4.2. Considerações acerca dos princípios da aderência do juiz ao território e da duração do processo em tempo razoável
Não há, na tese aqui sustentada, qualquer violação aos princípios da aderência do juiz ao território, bem como ao princípio da duração do processo em tempo razoável.
No que se refere ao primeiro, em que pese a resistência por parte da doutrina, entendemos que há plena possibilidade de expedição de carta precatória sempre que for necessária a prática de atos em lugar diverso daquele onde tramita o mandado de segurança. A própria doutrina que afirma não caber a utilização da carta precatória nos mandados de segurança admite que, se ajuizado contra autoridades sediadas em locais diferentes, caberia ao impetrante escolher ajuizar a ação no foro de uma delas, notificando-se a outra por precatória[22].

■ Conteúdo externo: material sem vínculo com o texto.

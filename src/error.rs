//! Custom error types for Tally
//!
//! Application-level failures live in [`TallyError`]. Credential-store
//! outcomes have their own closed set in [`crate::auth::AuthError`] and are
//! wrapped here when they need to cross into the CLI layer.

use thiserror::Error;

use crate::auth::AuthError;

/// The main error type for Tally operations
#[derive(Error, Debug)]
pub enum TallyError {
    /// Configuration-related errors
    #[error("Configuration error: {0}")]
    Config(String),

    /// File I/O errors
    #[error("I/O error: {0}")]
    Io(String),

    /// JSON serialization/deserialization errors
    #[error("JSON error: {0}")]
    Json(String),

    /// Validation errors for user input
    #[error("Validation error: {0}")]
    Validation(String),

    /// Entity not found errors
    #[error("{entity_type} not found: {identifier}")]
    NotFound {
        entity_type: &'static str,
        identifier: String,
    },

    /// Upload/import errors
    #[error("Import error: {0}")]
    Import(String),

    /// Export errors
    #[error("Export error: {0}")]
    Export(String),

    /// Storage errors
    #[error("Storage error: {0}")]
    Storage(String),

    /// Sign-in or sign-up was rejected
    #[error("{0}")]
    Auth(#[from] AuthError),

    /// A command that needs a session was run while signed out
    #[error("Not signed in. Run 'tally auth signin' first.")]
    NotSignedIn,
}

impl TallyError {
    /// Create a "not found" error for review transactions
    pub fn transaction_not_found(identifier: impl Into<String>) -> Self {
        Self::NotFound {
            entity_type: "Transaction",
            identifier: identifier.into(),
        }
    }

    /// Check if this is a "not found" error
    pub fn is_not_found(&self) -> bool {
        matches!(self, Self::NotFound { .. })
    }

    /// Check if this is a validation error
    pub fn is_validation(&self) -> bool {
        matches!(self, Self::Validation(_))
    }
}

impl From<std::io::Error> for TallyError {
    fn from(err: std::io::Error) -> Self {
        Self::Io(err.to_string())
    }
}

impl From<serde_json::Error> for TallyError {
    fn from(err: serde_json::Error) -> Self {
        Self::Json(err.to_string())
    }
}

impl From<csv::Error> for TallyError {
    fn from(err: csv::Error) -> Self {
        Self::Export(err.to_string())
    }
}

/// Result type alias for Tally operations
pub type TallyResult<T> = Result<T, TallyError>;

#[cfg(test)]
mod tests {
    use super::*;

    #[test]
    fn test_error_display() {
        let err = TallyError::Config("test error".into());
        assert_eq!(err.to_string(), "Configuration error: test error");
    }

    #[test]
    fn test_not_found_error() {
        let err = TallyError::transaction_not_found("txn-1234abcd");
        assert_eq!(err.to_string(), "Transaction not found: txn-1234abcd");
        assert!(err.is_not_found());
        assert!(!err.is_validation());
    }

    #[test]
    fn test_auth_error_passes_message_through() {
        let err: TallyError = AuthError::WrongPassword.into();
        assert_eq!(err.to_string(), "Incorrect password");
    }

    #[test]
    fn test_from_io_error() {
        let io_err = std::io::Error::new(std::io::ErrorKind::NotFound, "file not found");
        let err: TallyError = io_err.into();
        assert!(matches!(err, TallyError::Io(_)));
    }
}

Quanto ao segundo, é importante frisar que se, por um lado, é certo que as demandas devem ser solucionadas o mais rapidamente possível, isto não implica na existência de um princípio da celeridade[23]. O processo deve demorar o tempo necessário à solução do caso submetido ao órgão jurisdicional, com a observância de todas as exigências inerentes ao princípio do devido processo legal.
Além disso, é equivocada a alegação de que não seria possível a impetração no foro do domicílio do impetrante com base em comprometimento da celeridade se a consequência da impetração no foro da sede da autoridade coatora inviabilizar o próprio ajuizamento da ação. Em muitos casos, é melhor uma ação relativamente comprometida em sua tramitação do que absolutamente inviabilizada em seu próprio “nascimento”. Vale dizer, antes de analisarmos problemas relativos à celeridade da tramitação ou, mesmo, relativos à efetividade das decisões, é necessário garantir o ajuizamento da ação.
5. Conclusão
Com base no estudo desenvolvido ao longo deste artigo, é possível estabelecer os seguintes tópicos conclusivos:
Com a devida vênia, entendemos que, dentre os julgados analisados, nenhum deles explica, ainda que de modo sucinto, o motivo pelo qual o foro competente no mandado de segurança deva ser o do domicílio funcional da autoridade coatora ou por que não o do impetrante. Não se expõe um argumento sequer para embasar a decisão pela competência do foro da autoridade coatora, ou, em sentido contrário, para explicar por que não o foro do Impetrante.
Em segundo lugar, não se encontra nos julgados uma distinção clara dos critérios funcional e territorial de definição de competência. Trata-se tudo como se a mesma coisa fosse, sem a devida sistematização. Prova disto é que, partindo de julgado em que se discutia a competência em razão do lugar, a corte passou a se referir, em sua cadeia argumentativa, a caso completamente diverso, em que se discutia a competência constitucionalmente definida entre um juízo federal e um juízo trabalhista.
Por todo o exposto, entendemos ter o jurisdicionado direito subjetivo de escolher o lugar onde impetrar o mandado de segurança (forum shopping), nos termos do art. 109, § 2º, da CF/88, o que se aplica, inclusive, às ações mandamentais travadas contra autoridades estaduais, por meio de extensão teleológica.